Great to see the rest of your pictures! It's definitely the place Wots and myself stopped at last year only to get turfed out by the "Look at my wife ... She is a witch" Belgian Bloke! Looks like you got a better explore there than we did.


----------



## indy (Jun 19, 2008)

looking interesting in a kinda stripped out way, like the second shot down...


----------



## mr_bones (Jun 19, 2008)

Thank you all for your encouraging replies, although it was quite a small place, it was still thoroughly enjoyable and very pleasing to the eye!

Seems the second shot is a hit - i took quite a few from that angle!


----------



## King Al (Jun 19, 2008)

Excellent find MB, Really like the way the tunnels come out of the building in pic 4


----------



## smileysal (Jun 19, 2008)

WOW, what an amazing place. Love the headgear, and the size and shape of the different buildings. excellent pics as always MrB,

Cheers,

 Sal


----------



## mr_bones (Jun 21, 2008)

Cheers King Al and Smileysal. Great explore for a small place


----------



## Lightbuoy (Jun 27, 2008)

Great stuff Mr. B 
The scale of that headstock is jaw-dropping!! :shocked:

Lb:jimlad:


----------



## BigLoada (Jun 28, 2008)

Just noticed, on Picture 4, to the right of the fanhouse, what is that thing? Looks like a train possibly?


----------



## mr_bones (Jun 29, 2008)

BigLoada said:


> Just noticed, on Picture 4, to the right of the fanhouse, what is that thing? Looks like a train possibly?
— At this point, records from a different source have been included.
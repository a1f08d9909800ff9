//! Topological order of a lowered model.

use super::verifier::successors;
use super::{LowerInfo, Model, Operation, OperandIndex, OperationIndex, PermuteParam};
use crate::error::ForgeResult;

/// Operations of a lowered model in a valid execution order.
///
/// Built by a post-order walk along def-use edges, then reversed, so every
/// producer precedes all of its consumers.
#[derive(Debug, Clone)]
pub struct Linear {
    order: Vec<OperationIndex>,
}

impl Linear {
    pub(crate) fn build(model: &Model) -> ForgeResult<Self> {
        let count = model.operation_count();
        let mut visited = vec![false; count];
        let mut post_order = Vec::with_capacity(count);

        for start in 0..count {
            if visited[start] {
                continue;
            }
            visited[start] = true;
            let mut stack: Vec<(OperationIndex, usize)> = vec![(OperationIndex(start as u32), 0)];
            while let Some((current, edge)) = stack.pop() {
                let next = successors(model, current)?;
                if edge < next.len() {
                    stack.push((current, edge + 1));
                    let (_, user) = next[edge];
                    if !visited[user.as_usize()] {
                        visited[user.as_usize()] = true;
                        stack.push((user, 0));
                    }
                } else {
                    post_order.push(current);
                }
            }
        }

        post_order.reverse();
        Ok(Self { order: post_order })
    }

    pub fn order(&self) -> &[OperationIndex] {
        &self.order
    }

    pub fn len(&self) -> usize {
        self.order.len()
    }

    pub fn is_empty(&self) -> bool {
        self.order.is_empty()
    }

    /// Walk operations in order together with their backend assignment.
    pub fn iter<'m>(
        &'m self,
        model: &'m Model,
    ) -> impl Iterator<Item = ForgeResult<(OperationIndex, &'m Operation, &'m LowerInfo)>> + 'm {
        self.order.iter().map(move |index| {
            let op = model.operation(*index)?;
            let info = model.lower_info(*index)?;
            Ok((*index, op, info))
        })
    }

    /// Report every (backend, operand) pair that needs a backend tensor.
    ///
    /// Inputs and outputs of a node belong to the node's backend, except
    /// for permutes whose input lives on the source backend.
    pub fn for_each_tensor<F>(&self, model: &Model, mut mark: F) -> ForgeResult<()>
    where
        F: FnMut(&str, OperandIndex) -> ForgeResult<()>,
    {
        for entry in self.iter(model) {
            let (_, op, info) = entry?;
            match op {
                Operation::Permute(node) => {
                    let PermuteParam { from, to } = &node.param;
                    for input in &node.inputs {
                        mark(from, *input)?;
                    }
                    for output in &node.outputs {
                        mark(to, *output)?;
                    }
                }
                _ => {
                    for index in op.inputs().iter().chain(op.outputs()) {
                        mark(info.backend(), *index)?;
                    }
                }
            }
        }
        Ok(())
    }
}
//! NNAPI-shaped entry points, from operand registration to a finished run.

mod common;

use std::sync::Arc;

use common::fixtures::CONV_SAME_EXPECTED;
use common::{f32_bytes, ramp, read_f32, registry, registry_with_device};
use nnforge::backend::gpu::GpuDevice;
use nnforge::codegen::BackendPolicy;
use nnforge::frontend::{
    execution_create, execution_free, execution_run, execution_set_input, execution_set_output, Compilation,
    ModelBuilder, OperandType, OperationCode, ResultCode,
};

const SAME: i32 = 1;

fn operand(builder: &mut ModelBuilder, operand_type: OperandType) -> u32 {
    builder.add_operand(&operand_type).unwrap()
}

fn int_constant(builder: &mut ModelBuilder, value: i32) -> u32 {
    let index = operand(builder, OperandType::scalar_i32());
    assert_eq!(builder.set_operand_value(index, &value.to_le_bytes()), ResultCode::NoError);
    index
}

/// SAME 3x3 convolution of a 3x3 input with a kernel of ones.
fn conv_builder() -> ModelBuilder {
    let mut builder = ModelBuilder::new();
    let input = operand(&mut builder, OperandType::tensor_f32(&[1, 3, 3, 1]));
    let kernel = operand(&mut builder, OperandType::tensor_f32(&[1, 3, 3, 1]));
    let bias = operand(&mut builder, OperandType::tensor_f32(&[1]));
    assert!(builder.set_operand_value(kernel, &f32_bytes(&[1.0; 9])).is_ok());
    assert!(builder.set_operand_value(bias, &f32_bytes(&[0.0])).is_ok());
    let padding = int_constant(&mut builder, SAME);
    let hstride = int_constant(&mut builder, 1);
    let vstride = int_constant(&mut builder, 1);
    let activation = int_constant(&mut builder, 0);
    let output = operand(&mut builder, OperandType::tensor_f32(&[1, 3, 3, 1]));

    let code = builder.add_operation(
        OperationCode::Conv2D as i32,
        &[input, kernel, bias, padding, hstride, vstride, activation],
        &[output],
    );
    assert_eq!(code, ResultCode::NoError);
    assert_eq!(builder.identify_inputs_and_outputs(&[input], &[output]), ResultCode::NoError);
    assert_eq!(builder.finish(), ResultCode::NoError);
    builder
}

#[test]
fn test_conv_end_to_end() {
    for backend in ["cpu", "gpu"] {
        let mut compilation = Compilation::new(conv_builder().into_model());
        let policy = BackendPolicy::new().with_all_ops(backend);
        assert_eq!(compilation.finish(&registry(), &policy), ResultCode::NoError);

        let input = f32_bytes(&ramp(9, 1.0));
        let mut output = vec![0u8; 36];
        let mut execution = execution_create(&compilation).unwrap();
        assert_eq!(execution_set_input(&mut execution, 0, &input), ResultCode::NoError);
        assert_eq!(execution_set_output(&mut execution, 0, &mut output), ResultCode::NoError);
        assert_eq!(execution_run(&mut execution), ResultCode::NoError);
        execution_free(execution);

        assert_eq!(read_f32(&output), CONV_SAME_EXPECTED.to_vec(), "backend {}", backend);
    }
}

#[test]
fn test_concatenation_takes_axis_last() {
    let mut builder = ModelBuilder::new();
    let lhs = operand(&mut builder, OperandType::tensor_f32(&[1, 2]));
    let rhs = operand(&mut builder, OperandType::tensor_f32(&[1, 3]));
    let axis = int_constant(&mut builder, 1);
    let output = operand(&mut builder, OperandType::tensor_f32(&[1, 5]));
    assert!(builder
        .add_operation(OperationCode::Concatenation as i32, &[lhs, rhs, axis], &[output])
        .is_ok());
    assert!(builder.identify_inputs_and_outputs(&[lhs, rhs], &[output]).is_ok());
    assert!(builder.finish().is_ok());

    let mut compilation = Compilation::new(builder.into_model());
    assert!(compilation.finish(&registry(), &BackendPolicy::new()).is_ok());

    let a = f32_bytes(&[1.0, 2.0]);
    let b = f32_bytes(&[3.0, 4.0, 5.0]);
    let mut output = vec![0u8; 20];
    let mut execution = execution_create(&compilation).unwrap();
    assert!(execution_set_input(&mut execution, 0, &a).is_ok());
    assert!(execution_set_input(&mut execution, 1, &b).is_ok());
    assert!(execution_set_output(&mut execution, 0, &mut output).is_ok());
    assert!(execution_run(&mut execution).is_ok());
    execution_free(execution);
    assert_eq!(read_f32(&output), vec![1.0, 2.0, 3.0, 4.0, 5.0]);
}

#[test]
fn test_compilation_finishes_once() {
    let mut compilation = Compilation::new(conv_builder().into_model());
    assert_eq!(compilation.finish(&registry(), &BackendPolicy::new()), ResultCode::NoError);
    assert_eq!(compilation.finish(&registry(), &BackendPolicy::new()), ResultCode::BadState);
    assert!(compilation.plan().is_some());
}

#[test]
fn test_execution_needs_finished_compilation() {
    let compilation = Compilation::new(conv_builder().into_model());
    assert_eq!(execution_create(&compilation).unwrap_err(), ResultCode::BadState);
}

#[test]
fn test_run_without_output_is_bad_state() {
    let mut compilation = Compilation::new(conv_builder().into_model());
    assert!(compilation.finish(&registry(), &BackendPolicy::new()).is_ok());
    let input = f32_bytes(&[0.0; 9]);
    let mut execution = execution_create(&compilation).unwrap();
    assert!(execution_set_input(&mut execution, 0, &input).is_ok());
    assert_eq!(execution_run(&mut execution), ResultCode::BadState);
    assert_eq!(execution_set_input(&mut execution, 3, &input), ResultCode::BadData);
}

#[test]
fn test_out_of_memory_is_reported() {
    let device = Arc::new(GpuDevice::new(Some(8)).unwrap());
    let registry = registry_with_device(device);
    let mut compilation = Compilation::new(conv_builder().into_model());
    assert_eq!(compilation.finish(&registry, &BackendPolicy::new()), ResultCode::OutOfMemory);
    assert!(compilation.error().is_some());
    assert!(compilation.plan().is_none());
}

#[test]
fn test_invalid_graphs_are_bad_data() {
    let mut builder = ModelBuilder::new();
    let a = operand(&mut builder, OperandType::tensor_f32(&[1, 2]));
    let b = operand(&mut builder, OperandType::tensor_f32(&[1, 2]));
    assert_eq!(builder.add_operation(12345, &[a], &[b]), ResultCode::BadData);
    assert_eq!(
        builder.add_operation(OperationCode::Softmax as i32, &[a], &[b]),
        ResultCode::BadData
    );
    assert_eq!(builder.set_operand_value(a, &[0u8; 3]), ResultCode::BadData);

    let unknown = OperandType {
        code: 99,
        dimensions: vec![1],
        scale: 0.0,
        zero_point: 0,
    };
    assert_eq!(builder.add_operand(&unknown).unwrap_err(), ResultCode::BadData);
}

#[test]
fn test_finished_model_is_frozen() {
    let mut builder = conv_builder();
    assert_eq!(builder.finish(), ResultCode::BadState);
    assert_eq!(
        builder.add_operand(&OperandType::scalar_i32()).unwrap_err(),
        ResultCode::BadState
    );
}
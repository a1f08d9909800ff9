//! Cross-backend copies inserted by lowering.
//!
//! A permute reads the source tensor in logical order and writes it into
//! the destination tensor, which stores it in its own layout. Reading a
//! device tensor waits for the device queue, so this is also where CPU
//! consumers synchronize with GPU producers.

use std::sync::Arc;

use super::plan::{ExecutionBuilder, Runnable};
use crate::backend::{Stage, Tensor};
use crate::error::ForgeResult;
use crate::graph::{Node, OperandIndex, OperandSet, PermuteParam};

#[derive(Debug, Clone, PartialEq, Eq)]
pub struct PermuteStage {
    pub input: OperandIndex,
    pub output: OperandIndex,
    pub from: String,
    pub to: String,
}

pub fn generate(node: &Node<PermuteParam>, _operands: &OperandSet) -> ForgeResult<Box<dyn Stage>> {
    Ok(Box::new(PermuteStage {
        input: node.input(0),
        output: node.output(),
        from: node.param.from.clone(),
        to: node.param.to.clone(),
    }))
}

impl Stage for PermuteStage {
    fn apply(&self, builder: &mut ExecutionBuilder<'_>) -> ForgeResult<()> {
        let source = builder.tensor(&self.from, self.input)?;
        let destination = builder.tensor(&self.to, self.output)?;
        builder.append(Box::new(PermuteRunnable {
            label: format!("permute {}->{} {}", self.from, self.to, self.output),
            source,
            destination,
        }));
        Ok(())
    }
}

#[derive(Debug)]
struct PermuteRunnable {
    label: String,
    source: Arc<dyn Tensor>,
    destination: Arc<dyn Tensor>,
}

impl Runnable for PermuteRunnable {
    fn name(&self) -> &str {
        &self.label
    }

    fn run(&self) -> ForgeResult<()> {
        let data = self.source.read_logical()?;
        self.destination.write_logical(&data)
    }
}
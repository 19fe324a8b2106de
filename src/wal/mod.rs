//! Write-Ahead Log (WAL) Module
//!
//! Provides durability for committed ledger transactions.
//!
//! ## Responsibilities
//! - Append one entry per committed transaction (write set + events)
//! - CRC32 checksums for corruption detection
//! - Log Sequence Numbers (LSN) for ordering
//! - Crash recovery and replay
//!
//! ## File Format
//! ```text
//! ┌─────────────────────────────────────────┐
//! │ Entry 1                                 │
//! │ ┌─────────┬─────────┬────────┬────────┐ │
//! │ │ LSN (8) │ CRC (4) │Len (4) │ Data   │ │
//! │ └─────────┴─────────┴────────┴────────┘ │
//! ├─────────────────────────────────────────┤
//! │ Entry 2                                 │
//! │ ┌─────────┬─────────┬────────┬────────┐ │
//! │ │ LSN (8) │ CRC (4) │Len (4) │ Data   │ │
//! │ └─────────┴─────────┴────────┴────────┘ │
//! └─────────────────────────────────────────┘
//! ```
//! All header fields are big-endian; the CRC covers `Data` only.

mod entry;
mod writer;
mod reader;
mod recovery;

pub use entry::{WalEntry, WriteOp, HEADER_SIZE, MAX_ENTRY_SIZE};
pub use writer::WalWriter;
pub use reader::{WalIterator, WalReader};
pub use recovery::{WalRecovery, RecoveryResult};
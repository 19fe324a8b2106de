//! In-memory transaction context
//!
//! BTreeMap world state plus an ordered event list, with switchable
//! failures so store and event errors can be driven from tests.

use std::collections::BTreeMap;

use crate::error::{ContractError, Result};

use super::{ChaincodeEvent, EventSink, WorldState};

/// Non-durable transaction context
#[derive(Debug, Default)]
pub struct MemoryContext {
    /// Current world state
    state: BTreeMap<String, Vec<u8>>,

    /// Events in emission order
    events: Vec<ChaincodeEvent>,

    /// Injected failures
    fail_gets: bool,
    fail_puts: bool,
    fail_deletes: bool,
    fail_events: bool,
}

impl MemoryContext {
    /// Create an empty context
    pub fn new() -> Self {
        Self::default()
    }

    /// Make every `get_state` fail with a store error
    pub fn fail_gets(&mut self, fail: bool) {
        self.fail_gets = fail;
    }

    /// Make every `put_state` fail with a store error
    pub fn fail_puts(&mut self, fail: bool) {
        self.fail_puts = fail;
    }

    /// Make every `del_state` fail with a store error
    pub fn fail_deletes(&mut self, fail: bool) {
        self.fail_deletes = fail;
    }

    /// Make every `set_event` fail with an event error
    pub fn fail_events(&mut self, fail: bool) {
        self.fail_events = fail;
    }

    /// Current world state
    pub fn state(&self) -> &BTreeMap<String, Vec<u8>> {
        &self.state
    }

    /// Events emitted so far, oldest first
    pub fn events(&self) -> &[ChaincodeEvent] {
        &self.events
    }

    /// Drain the emitted events
    pub fn take_events(&mut self) -> Vec<ChaincodeEvent> {
        std::mem::take(&mut self.events)
    }

    /// Names of the emitted events, oldest first
    pub fn event_names(&self) -> Vec<&str> {
        self.events.iter().map(|e| e.name.as_str()).collect()
    }
}

impl WorldState for MemoryContext {
    fn get_state(&self, key: &str) -> Result<Option<Vec<u8>>> {
        if self.fail_gets {
            return Err(ContractError::Store(format!(
                "failed to read from world state: key '{}'",
                key
            )));
        }
        Ok(self.state.get(key).cloned())
    }

    fn put_state(&mut self, key: &str, value: Vec<u8>) -> Result<()> {
        if self.fail_puts {
            return Err(ContractError::Store(format!(
                "failed to put to world state: key '{}'",
                key
            )));
        }
        self.state.insert(key.to_string(), value);
        Ok(())
    }

    fn del_state(&mut self, key: &str) -> Result<()> {
        if self.fail_deletes {
            return Err(ContractError::Store(format!(
                "failed to delete state: key '{}'",
                key
            )));
        }
        self.state.remove(key);
        Ok(())
    }
}

impl EventSink for MemoryContext {
    fn set_event(&mut self, name: &str, payload: Vec<u8>) -> Result<()> {
        if self.fail_events {
            return Err(ContractError::Event(format!(
                "event {} failed to register",
                name
            )));
        }
        self.events.push(ChaincodeEvent::new(name, payload));
        Ok(())
    }
}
I believe it's the continuation of the covered walkway that links the buildings


----------



## crickleymal (Jun 30, 2008)

Cracking photos. That mine's got so much more style than a lot of British collieries, even the headgear is classy.


----------



## BigLoada (Jul 1, 2008)

crickleymal said:


> Cracking photos. That mine's got so much more style than a lot of British collieries, even the headgear is classy.



Ooooh thats fighting talk

C'mon , take a look at the colossal Trentham colliery headgear. Or what about the twin tandem headgear that used to be at Seaton Delaval colliery. 

Theres nowt wrong wi British pits lad, best in the world!


----------



## crickleymal (Jul 8, 2008)

BigLoada said:


> Ooooh thats fighting talk
> 
> C'mon , take a look at the colossal Trentham colliery headgear. Or what about the twin tandem headgear that used to be at Seaton Delaval colliery.
> 
> Theres nowt wrong wi British pits lad, best in the world!



 British pits have a functional majesty about them yes. This one has more than function about it though.


----------



## BigLoada (Jul 9, 2008)

Yeah I know what you mean. I have to admit that fanhouse is a work of art.


----------